## What needs to be done
Please restate exactly what appears in the records below from the first line to the line where "on one exchange." is, that line included.

Records from a data source:
== Segment start ==

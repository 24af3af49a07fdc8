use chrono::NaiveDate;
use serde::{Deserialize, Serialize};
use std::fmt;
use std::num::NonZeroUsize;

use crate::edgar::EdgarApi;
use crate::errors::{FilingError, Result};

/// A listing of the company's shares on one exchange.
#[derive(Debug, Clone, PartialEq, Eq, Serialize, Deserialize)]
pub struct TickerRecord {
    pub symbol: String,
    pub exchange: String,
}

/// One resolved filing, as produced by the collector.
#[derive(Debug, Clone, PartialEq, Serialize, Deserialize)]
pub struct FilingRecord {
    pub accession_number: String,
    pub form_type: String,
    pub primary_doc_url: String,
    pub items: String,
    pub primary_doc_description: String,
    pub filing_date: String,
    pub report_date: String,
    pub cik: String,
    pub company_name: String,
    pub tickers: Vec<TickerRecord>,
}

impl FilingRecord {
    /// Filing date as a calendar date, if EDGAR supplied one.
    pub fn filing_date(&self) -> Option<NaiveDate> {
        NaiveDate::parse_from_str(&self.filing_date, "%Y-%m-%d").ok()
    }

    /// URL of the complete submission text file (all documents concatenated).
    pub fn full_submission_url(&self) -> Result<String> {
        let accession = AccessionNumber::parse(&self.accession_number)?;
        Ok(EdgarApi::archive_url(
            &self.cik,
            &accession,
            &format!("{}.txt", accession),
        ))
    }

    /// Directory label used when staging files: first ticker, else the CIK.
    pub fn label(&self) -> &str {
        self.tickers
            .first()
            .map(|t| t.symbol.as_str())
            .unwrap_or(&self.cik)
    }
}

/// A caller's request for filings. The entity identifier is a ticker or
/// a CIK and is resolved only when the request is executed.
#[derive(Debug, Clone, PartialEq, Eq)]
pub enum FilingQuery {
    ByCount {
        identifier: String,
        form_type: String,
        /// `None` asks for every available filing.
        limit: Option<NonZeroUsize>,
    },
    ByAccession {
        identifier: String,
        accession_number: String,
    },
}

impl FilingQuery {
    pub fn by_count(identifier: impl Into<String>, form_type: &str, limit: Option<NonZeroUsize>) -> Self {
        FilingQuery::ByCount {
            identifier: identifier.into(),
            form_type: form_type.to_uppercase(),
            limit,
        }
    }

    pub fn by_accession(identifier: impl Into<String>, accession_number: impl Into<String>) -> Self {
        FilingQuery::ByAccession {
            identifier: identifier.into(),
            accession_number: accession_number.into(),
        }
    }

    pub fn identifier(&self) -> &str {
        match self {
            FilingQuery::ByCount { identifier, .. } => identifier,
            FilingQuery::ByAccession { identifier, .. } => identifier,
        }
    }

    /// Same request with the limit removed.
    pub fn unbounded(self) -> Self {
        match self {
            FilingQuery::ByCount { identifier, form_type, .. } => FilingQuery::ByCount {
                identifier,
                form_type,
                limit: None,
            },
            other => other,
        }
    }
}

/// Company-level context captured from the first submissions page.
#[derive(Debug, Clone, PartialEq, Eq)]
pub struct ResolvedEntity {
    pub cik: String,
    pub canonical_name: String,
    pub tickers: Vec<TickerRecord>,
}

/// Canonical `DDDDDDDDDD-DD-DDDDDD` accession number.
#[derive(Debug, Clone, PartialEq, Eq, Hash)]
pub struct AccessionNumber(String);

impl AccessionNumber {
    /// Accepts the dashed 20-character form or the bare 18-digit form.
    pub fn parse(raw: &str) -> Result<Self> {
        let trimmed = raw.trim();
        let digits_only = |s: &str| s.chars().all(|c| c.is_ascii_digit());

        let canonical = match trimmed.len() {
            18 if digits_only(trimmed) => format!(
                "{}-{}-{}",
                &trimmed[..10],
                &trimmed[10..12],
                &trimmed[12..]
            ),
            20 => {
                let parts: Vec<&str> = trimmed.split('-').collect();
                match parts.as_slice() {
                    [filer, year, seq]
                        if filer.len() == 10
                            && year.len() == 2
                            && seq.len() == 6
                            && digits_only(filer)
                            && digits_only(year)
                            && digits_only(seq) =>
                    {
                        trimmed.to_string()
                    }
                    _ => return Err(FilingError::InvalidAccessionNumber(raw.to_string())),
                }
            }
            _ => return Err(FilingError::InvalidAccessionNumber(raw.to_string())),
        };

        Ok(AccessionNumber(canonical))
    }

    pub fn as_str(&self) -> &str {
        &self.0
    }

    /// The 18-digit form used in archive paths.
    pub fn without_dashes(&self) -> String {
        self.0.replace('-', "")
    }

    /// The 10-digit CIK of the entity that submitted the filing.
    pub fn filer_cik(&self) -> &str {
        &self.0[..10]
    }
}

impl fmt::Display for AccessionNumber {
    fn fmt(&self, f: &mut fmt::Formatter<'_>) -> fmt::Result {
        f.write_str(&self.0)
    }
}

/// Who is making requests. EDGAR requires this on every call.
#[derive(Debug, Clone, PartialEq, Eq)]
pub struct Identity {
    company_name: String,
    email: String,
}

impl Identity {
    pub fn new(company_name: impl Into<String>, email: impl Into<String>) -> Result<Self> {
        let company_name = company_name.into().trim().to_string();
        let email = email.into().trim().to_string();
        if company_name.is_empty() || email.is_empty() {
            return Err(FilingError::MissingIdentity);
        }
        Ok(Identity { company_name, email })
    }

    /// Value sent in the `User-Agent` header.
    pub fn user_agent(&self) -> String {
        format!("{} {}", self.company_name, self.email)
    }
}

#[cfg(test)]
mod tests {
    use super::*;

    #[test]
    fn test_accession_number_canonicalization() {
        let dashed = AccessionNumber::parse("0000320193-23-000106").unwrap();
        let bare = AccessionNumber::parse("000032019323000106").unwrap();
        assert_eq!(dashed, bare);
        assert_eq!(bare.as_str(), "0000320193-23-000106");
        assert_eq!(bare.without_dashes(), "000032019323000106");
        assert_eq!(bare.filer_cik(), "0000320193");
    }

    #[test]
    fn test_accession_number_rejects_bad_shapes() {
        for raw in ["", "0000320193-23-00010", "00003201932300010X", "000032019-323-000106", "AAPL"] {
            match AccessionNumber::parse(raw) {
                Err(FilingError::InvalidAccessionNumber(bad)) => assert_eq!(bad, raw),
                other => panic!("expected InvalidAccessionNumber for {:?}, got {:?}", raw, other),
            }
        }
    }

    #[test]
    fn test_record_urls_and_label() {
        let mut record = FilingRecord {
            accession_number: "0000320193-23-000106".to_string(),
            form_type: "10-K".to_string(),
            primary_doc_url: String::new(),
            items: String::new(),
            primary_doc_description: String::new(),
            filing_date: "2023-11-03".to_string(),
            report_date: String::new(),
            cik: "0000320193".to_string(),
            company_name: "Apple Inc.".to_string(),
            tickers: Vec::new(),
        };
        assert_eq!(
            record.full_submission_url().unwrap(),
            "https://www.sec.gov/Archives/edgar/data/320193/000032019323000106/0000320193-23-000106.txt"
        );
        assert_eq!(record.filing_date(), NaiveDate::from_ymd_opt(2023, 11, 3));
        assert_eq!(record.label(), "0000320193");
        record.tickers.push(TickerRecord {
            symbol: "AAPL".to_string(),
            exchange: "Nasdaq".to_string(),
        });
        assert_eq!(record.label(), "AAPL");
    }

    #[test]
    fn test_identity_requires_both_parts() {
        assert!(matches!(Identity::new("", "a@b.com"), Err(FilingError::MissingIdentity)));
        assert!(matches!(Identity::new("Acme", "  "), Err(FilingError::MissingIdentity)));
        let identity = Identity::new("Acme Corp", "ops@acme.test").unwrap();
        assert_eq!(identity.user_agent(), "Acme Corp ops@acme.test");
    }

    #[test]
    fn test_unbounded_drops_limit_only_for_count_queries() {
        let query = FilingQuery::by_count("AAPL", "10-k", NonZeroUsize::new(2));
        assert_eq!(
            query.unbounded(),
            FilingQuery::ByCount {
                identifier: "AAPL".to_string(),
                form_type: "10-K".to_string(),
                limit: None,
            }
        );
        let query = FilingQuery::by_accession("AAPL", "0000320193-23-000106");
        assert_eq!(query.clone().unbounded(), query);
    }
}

== Segment end ==

## Task output
repository 24af3af49a07fdc8
use chrono::NaiveDate;
use serde::{Deserialize, Serialize};
use std::fmt;
use std::num::NonZeroUsize;

use crate::edgar::EdgarApi;
use crate::errors::{FilingError, Result};

/// A listing of the company's shares on one exchange.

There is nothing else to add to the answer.